If Fove spirits are so precise, it may be because they were born from a scientific mind. Before embarking on the creation of alcohols, the holder of a doctorate in molecular biology from Concordia University worked for the Montreal company Lallemand, one of the largest manufacturers of yeasts in the world, especially for wine and spirits. .

“I led the research team whose mandate was to characterize the “aromatic signature” of our different yeast strains and also to identify new ones allowing the development of distinctive tastes for different classes of spirits, especially for whisky, rum and tequila, explains Corinne Cluis. Another aspect of our research was to understand and document the impact of different fermentation conditions on the flavors of spirits. »


PHOTO HUGO-SÉBASTIEN AUBERT, THE PRESS

Corinne Cluis smells an acerum fresh out of its barrel.

Then the desire took her to try herself to create a very distinctive product. The beauty of the bottles chosen by the scientist, reminiscent of high-end perfumery and fine grappa bottles, testifies to her sensitivity for design. She entrusted the brand image, both elegant and striking, to the agency Harrison Fun.

It’s really a challenge to market acerum because it’s not yet a well-known alcohol. But I also think it’s a beautiful blank slate and an extraordinary opportunity to develop something unique in Quebec. I could make whiskey, but what more would my whiskey bring to all those who already exist?

Corinne Cluis, founder of Fove

A controlled appellation?

The name “acerum du Québec” could soon exist. Specifications were submitted to the Council for Reserved Designations and Enhanced Terms (CARTV) and a Union of Maple Spirits Distillers (UDSE) was created. It now has about ten members, and there are now about ten products on the shelves of the SAQ. But that’s nothing compared to the 200 gins here, let’s say.

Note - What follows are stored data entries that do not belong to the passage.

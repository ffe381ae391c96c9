//! Axum route handlers for the Search Request API.

use axum::{
    extract::{Path, State},
    http::StatusCode,
    Json,
};
use serde::Deserialize;
use uuid::Uuid;

use crate::errors::AppError;
use crate::models::search_request::{InputSource, QueryType, RequestSource, SearchRequestView};
use crate::state::AppState;

// ────────────────────────────────────────────────────────────────────────────
// Request types
// ────────────────────────────────────────────────────────────────────────────

/// Enum fields arrive as plain strings so unknown values become a 400 with
/// our error body rather than a deserialization rejection.
#[derive(Debug, Deserialize)]
pub struct CreateSearchRequest {
    pub query_type: String,
    pub input_source: String,
    pub input_text: Option<String>,
    pub input_url: Option<String>,
    pub document_reference: Option<String>,
}

impl CreateSearchRequest {
    fn validate(&self) -> Result<(QueryType, RequestSource), AppError> {
        let query_type: QueryType = self.query_type.parse()?;
        let input_source: InputSource = self.input_source.parse()?;
        let source = RequestSource::from_parts(
            input_source,
            self.input_text.as_deref(),
            self.input_url.as_deref(),
            self.document_reference.as_deref(),
        )?;
        Ok((query_type, source))
    }
}

// ────────────────────────────────────────────────────────────────────────────
// Handlers
// ────────────────────────────────────────────────────────────────────────────

/// POST /api/v1/search-requests
///
/// Stores the request and starts generation in the background.
/// Returns 202 with the request already in `processing`.
pub async fn handle_create(
    State(state): State<AppState>,
    Json(body): Json<CreateSearchRequest>,
) -> Result<(StatusCode, Json<SearchRequestView>), AppError> {
    let (query_type, source) = body.validate()?;
    let request = state.orchestrator.create(query_type, source).await?;
    Ok((StatusCode::ACCEPTED, Json(SearchRequestView::from(&request))))
}

/// GET /api/v1/search-requests/:id
pub async fn handle_get(
    State(state): State<AppState>,
    Path(id): Path<Uuid>,
) -> Result<Json<SearchRequestView>, AppError> {
    let request = state.orchestrator.get(id).await?;
    Ok(Json(SearchRequestView::from(&request)))
}

/// POST /api/v1/search-requests/:id/retry
///
/// 409 unless failed, canceled or completed; 410 when the document is gone.
pub async fn handle_retry(
    State(state): State<AppState>,
    Path(id): Path<Uuid>,
) -> Result<(StatusCode, Json<SearchRequestView>), AppError> {
    let request = state.orchestrator.retry(id).await?;
    Ok((StatusCode::ACCEPTED, Json(SearchRequestView::from(&request))))
}

/// POST /api/v1/search-requests/:id/cancel
///
/// Idempotent: an already-terminal request is returned as is.
pub async fn handle_cancel(
    State(state): State<AppState>,
    Path(id): Path<Uuid>,
) -> Result<Json<SearchRequestView>, AppError> {
    let request = state.orchestrator.cancel(id).await?;
    Ok(Json(SearchRequestView::from(&request)))
}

PHOTO HUGO-SÉBASTIEN AUBERT, THE PRESS

Corinne Cluis has done a large number of aging tests.

“We are still experimenting and I want to take part in this research. Everyone goes with their recipe, with their equipment. But we can expect that one day we will find the best way to do it, the best time and the best aging wood. It’s light when it comes out of the still, so don’t crush it. In my opinion, it should be treated more like a tequila than a whisky. »

Corinne Cluis uses barrels that have had several passages and never new wood. In the Comont tasting room, she gives us a taste of an acerum that has aged in a cask of Jamaican rum. It doesn’t lie. The molasses is present. Then, maple not being the only sugar that interests the eternally curious, we taste a rum distilled from blackstrap molasses and aged in barrels of rye. Once again, the influence of the container is evident, with much spicier notes.

“I am trying to find even more character, specificity. For now, someone who doesn’t really see the differences between aged spirits might think it’s a whiskey. In short, there is still a lot to do to understand the acerum and to make it known here as elsewhere.